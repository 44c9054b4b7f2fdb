//! # ECDHE Handshake
//!
//! Establishes the per-session AEAD key on a freshly accepted socket. Both
//! ends hold long-term Ed25519 identities (see [`super::keys`]); forward
//! secrecy comes from fresh X25519 keypairs generated per session and
//! destroyed the moment the shared secret exists.
//!
//! ## Protocol Flow
//!
//! From the proxy's perspective (the responder):
//!
//! 1. Read the workload's contribution frame (32-byte X25519 public key).
//! 2. Read the workload's signature frame (64-byte Ed25519 signature over
//!    the raw contribution bytes).
//! 3. Verify the signature under the pre-provisioned workload key. On
//!    failure the handshake stops dead — not one more byte is read from or
//!    written to that socket.
//! 4. Generate our own ephemeral keypair, sign our contribution with the
//!    long-term identity key, send contribution frame then signature frame.
//! 5. Compute the shared secret (consuming the ephemeral secret — X25519's
//!    `EphemeralSecret` enforces single use at the type level) and derive
//!    the session key.
//!
//! The workload side ([`initiate`]) runs the mirror order: send first, read
//! second.
//!
//! ## Key Derivation
//!
//! The raw Diffie-Hellman output is NOT used directly as an encryption key —
//! curve points have algebraic structure, not uniform randomness. The
//! session key is BLAKE3's `derive_key` mode over the shared secret and both
//! public contributions:
//!
//! ```text
//! session_key = BLAKE3-derive-key(
//!     context = "keybridge v1 relay session key",
//!     input   = shared_secret || min(contrib_a, contrib_b)
//!                             || max(contrib_a, contrib_b)
//! )
//! ```
//!
//! Including both contributions binds the key to this exact exchange, so an
//! attacker substituting a contribution cannot end up with matching keys on
//! both sides. The contributions are fed in canonical (lexicographic) order
//! so initiator and responder derive identically.

use std::fmt;

use rand::rngs::OsRng;
use thiserror::Error;
use tokio::io::{AsyncRead, AsyncWrite};
use x25519_dalek::{EphemeralSecret, PublicKey as X25519PublicKey};
use zeroize::{Zeroize, ZeroizeOnDrop};

use super::channel::SessionCrypto;
use super::keys::{IdentityKeypair, PeerPublicKey, Signature};
use crate::config::{AES_KEY_LENGTH, CONTRIBUTION_LENGTH, SESSION_KDF_CONTEXT, SIGNATURE_LENGTH};
use crate::net::frame::{self, FrameError};

/// Errors during the ECDHE exchange. All terminal: a session whose
/// handshake failed holds no key material and transmits nothing.
#[derive(Debug, Error)]
pub enum HandshakeError {
    #[error(transparent)]
    Frame(#[from] FrameError),

    #[error("peer closed the connection during the handshake")]
    PeerClosed,

    #[error("peer contribution is not a {CONTRIBUTION_LENGTH}-byte curve point")]
    BadContribution,

    #[error("peer signature blob is not {SIGNATURE_LENGTH} bytes")]
    BadSignature,

    /// The contribution signature did not verify under the provisioned peer
    /// key. Somebody on this socket is not who they claim to be.
    #[error("peer signature verification failed")]
    SignatureRejected,
}

/// The derived 256-bit session key. Zeroized on drop; lives only long
/// enough to construct the two directional ciphers.
#[derive(Zeroize, ZeroizeOnDrop)]
pub struct SessionKey([u8; AES_KEY_LENGTH]);

impl SessionKey {
    /// Wrap raw key bytes. Exists for tests and for peers implementing the
    /// workload side out-of-process; production keys come from [`derive`].
    pub fn from_bytes(bytes: [u8; AES_KEY_LENGTH]) -> Self {
        Self(bytes)
    }

    pub(crate) fn as_bytes(&self) -> &[u8; AES_KEY_LENGTH] {
        &self.0
    }
}

impl fmt::Debug for SessionKey {
    fn fmt(&self, f: &mut fmt::Formatter<'_>) -> fmt::Result {
        // The one thing this type must never do is print itself.
        write!(f, "SessionKey(..)")
    }
}

/// One side's ephemeral X25519 state, alive only for the handshake.
///
/// The secret half is consumed by [`derive`](Self::derive) — the type system
/// will not let it produce two shared secrets, and dalek zeroizes it on the
/// way out.
pub struct EphemeralExchange {
    secret: EphemeralSecret,
    public: X25519PublicKey,
}

impl EphemeralExchange {
    /// Generate a fresh ephemeral keypair from the OS RNG.
    pub fn new() -> Self {
        let secret = EphemeralSecret::random_from_rng(OsRng);
        let public = X25519PublicKey::from(&secret);
        Self { secret, public }
    }

    /// Our public contribution, ready for the wire.
    pub fn contribution(&self) -> [u8; CONTRIBUTION_LENGTH] {
        self.public.to_bytes()
    }

    /// Complete the exchange: compute the shared secret against the peer's
    /// contribution and derive the session key. Consumes the ephemeral
    /// secret.
    pub fn derive(
        self,
        peer_contribution: &[u8; CONTRIBUTION_LENGTH],
    ) -> Result<SessionKey, HandshakeError> {
        let ours = self.public.to_bytes();
        let peer_point = X25519PublicKey::from(*peer_contribution);
        let shared = self.secret.diffie_hellman(&peer_point);
        // A low-order peer point collapses the shared secret to zero; that
        // is not a key exchange, it's a downgrade.
        if !shared.was_contributory() {
            return Err(HandshakeError::BadContribution);
        }
        Ok(derive_session_key(
            shared.as_bytes(),
            &ours,
            peer_contribution,
        ))
    }
}

impl Default for EphemeralExchange {
    fn default() -> Self {
        Self::new()
    }
}

/// Derive the session key from the shared secret and both contributions.
///
/// The contributions are sorted into canonical order first — without this,
/// the initiator would compute KDF(secret, A, B) while the responder
/// computes KDF(secret, B, A), and the two sides would disagree forever.
fn derive_session_key(
    shared_secret: &[u8; 32],
    ours: &[u8; CONTRIBUTION_LENGTH],
    peer: &[u8; CONTRIBUTION_LENGTH],
) -> SessionKey {
    let mut hasher = blake3::Hasher::new_derive_key(SESSION_KDF_CONTEXT);
    hasher.update(shared_secret);

    let (first, second) = if ours <= peer { (ours, peer) } else { (peer, ours) };
    hasher.update(first);
    hasher.update(second);

    let mut key = [0u8; AES_KEY_LENGTH];
    hasher.finalize_xof().fill(&mut key);
    SessionKey(key)
}

// ---------------------------------------------------------------------------
// Wire drivers
// ---------------------------------------------------------------------------

/// Run the responder (proxy) side of the handshake on an accepted stream.
///
/// Reads the peer's signed contribution, verifies it, answers with our own,
/// and returns the established channel halves with both counters at zero.
pub async fn respond<S>(
    stream: &mut S,
    identity: &IdentityKeypair,
    peer: &PeerPublicKey,
) -> Result<SessionCrypto, HandshakeError>
where
    S: AsyncRead + AsyncWrite + Unpin,
{
    let (peer_contribution, peer_signature) = read_signed_contribution(stream).await?;
    if !peer.verify(&peer_contribution, &peer_signature) {
        return Err(HandshakeError::SignatureRejected);
    }

    let exchange = EphemeralExchange::new();
    send_signed_contribution(stream, &exchange, identity).await?;

    let key = exchange.derive(&peer_contribution)?;
    Ok(SessionCrypto::responder(&key))
}

/// Run the initiator (workload) side: send our signed contribution first,
/// then read and verify the peer's.
///
/// The proxy itself never initiates; this is the other half of the wire
/// protocol, used by the workload and by every test that plays one.
pub async fn initiate<S>(
    stream: &mut S,
    identity: &IdentityKeypair,
    peer: &PeerPublicKey,
) -> Result<SessionCrypto, HandshakeError>
where
    S: AsyncRead + AsyncWrite + Unpin,
{
    let exchange = EphemeralExchange::new();
    send_signed_contribution(stream, &exchange, identity).await?;

    let (peer_contribution, peer_signature) = read_signed_contribution(stream).await?;
    if !peer.verify(&peer_contribution, &peer_signature) {
        return Err(HandshakeError::SignatureRejected);
    }

    let key = exchange.derive(&peer_contribution)?;
    Ok(SessionCrypto::initiator(&key))
}

/// Read the two handshake frames: contribution, then signature.
async fn read_signed_contribution<S>(
    stream: &mut S,
) -> Result<([u8; CONTRIBUTION_LENGTH], Signature), HandshakeError>
where
    S: AsyncRead + Unpin,
{
    let body = frame::read_frame(stream)
        .await?
        .ok_or(HandshakeError::PeerClosed)?;
    let contribution: [u8; CONTRIBUTION_LENGTH] = body
        .as_slice()
        .try_into()
        .map_err(|_| HandshakeError::BadContribution)?;

    let body = frame::read_frame(stream)
        .await?
        .ok_or(HandshakeError::PeerClosed)?;
    let signature =
        Signature::try_from_slice(&body).map_err(|_| HandshakeError::BadSignature)?;

    Ok((contribution, signature))
}

/// Write our two handshake frames: contribution, then signature over it.
async fn send_signed_contribution<S>(
    stream: &mut S,
    exchange: &EphemeralExchange,
    identity: &IdentityKeypair,
) -> Result<(), HandshakeError>
where
    S: AsyncWrite + Unpin,
{
    let contribution = exchange.contribution();
    let signature = identity.sign(&contribution);
    frame::write_frame(stream, &contribution).await?;
    frame::write_frame(stream, signature.as_bytes()).await?;
    Ok(())
}
//! # Frame Codec
//!
//! The inbound channel's wire unit: an unsigned 64-bit big-endian length
//! prefix followed by exactly that many body bytes. The handshake rides on
//! it in the clear (contributions and signatures are public material), and
//! every post-handshake frame body is an AEAD-sealed record.
//!
//! The codec has no state beyond the stream it reads from. The one rule it
//! enforces itself is the size bound: a hostile length prefix is rejected
//! *before* any allocation, so `2^40` on the wire costs us eight bytes of
//! reading and nothing else.
//!
//! Close semantics matter here and are part of the protocol contract:
//!
//! - EOF on a frame boundary (before any prefix byte) is a clean close and
//!   surfaces as `Ok(None)`.
//! - EOF anywhere inside a frame is a truncation and surfaces as
//!   [`FrameError::Truncated`].

use thiserror::Error;
use tokio::io::{AsyncRead, AsyncReadExt, AsyncWrite, AsyncWriteExt};

use crate::config::{FRAME_PREFIX_LEN, MAX_FRAME_LEN};

/// Framing-layer failures. All of them are fatal to the session that hits
/// them; none of them are retried.
#[derive(Debug, Error)]
pub enum FrameError {
    #[error("frame I/O failed: {0}")]
    Io(#[source] std::io::Error),

    #[error("peer closed the stream mid-frame")]
    Truncated,

    #[error("frame length {len} exceeds the {MAX_FRAME_LEN}-byte limit")]
    Oversize { len: u64 },
}

/// Read one frame from the stream.
///
/// Returns `Ok(None)` when the peer closed cleanly between frames. Short
/// reads are retried until the frame is complete or the stream ends.
pub async fn read_frame<R>(reader: &mut R) -> Result<Option<Vec<u8>>, FrameError>
where
    R: AsyncRead + Unpin,
{
    // The prefix is read byte-wise-tolerant so that EOF at offset zero can
    // be told apart from EOF inside the prefix. `read_exact` collapses both
    // into one error, and we need the distinction.
    let mut prefix = [0u8; FRAME_PREFIX_LEN];
    let mut filled = 0;
    while filled < prefix.len() {
        let n = reader
            .read(&mut prefix[filled..])
            .await
            .map_err(FrameError::Io)?;
        if n == 0 {
            if filled == 0 {
                return Ok(None);
            }
            return Err(FrameError::Truncated);
        }
        filled += n;
    }

    let len = u64::from_be_bytes(prefix);
    if len > MAX_FRAME_LEN {
        return Err(FrameError::Oversize { len });
    }

    let mut body = vec![0u8; len as usize];
    match reader.read_exact(&mut body).await {
        Ok(_) => Ok(Some(body)),
        Err(e) if e.kind() == std::io::ErrorKind::UnexpectedEof => Err(FrameError::Truncated),
        Err(e) => Err(FrameError::Io(e)),
    }
}

/// Write one frame: prefix, body, flush.
///
/// Partial writes are absorbed by `write_all`; from the caller's view the
/// frame either lands whole or the session dies.
pub async fn write_frame<W>(writer: &mut W, body: &[u8]) -> Result<(), FrameError>
where
    W: AsyncWrite + Unpin,
{
    let len = body.len() as u64;
    if len > MAX_FRAME_LEN {
        return Err(FrameError::Oversize { len });
    }
    writer
        .write_all(&len.to_be_bytes())
        .await
        .map_err(FrameError::Io)?;
    writer.write_all(body).await.map_err(FrameError::Io)?;
    writer.flush().await.map_err(FrameError::Io)?;
    Ok(())
}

§ WORK INSTRUCTION: From the very first line of the records down to the line with "workload key. On", please write out each line exactly, including both ends and no other lines.

§ ANSWER FOR THE TASK:
repository 44c9054b4b7f2fdb
//! # ECDHE Handshake
//!
//! Establishes the per-session AEAD key on a freshly accepted socket. Both
//! ends hold long-term Ed25519 identities (see [`super::keys`]); forward
//! secrecy comes from fresh X25519 keypairs generated per session and
//! destroyed the moment the shared secret exists.
//!
//! ## Protocol Flow
//!
//! From the proxy's perspective (the responder):
//!
//! 1. Read the workload's contribution frame (32-byte X25519 public key).
//! 2. Read the workload's signature frame (64-byte Ed25519 signature over
//!    the raw contribution bytes).
//! 3. Verify the signature under the pre-provisioned workload key. On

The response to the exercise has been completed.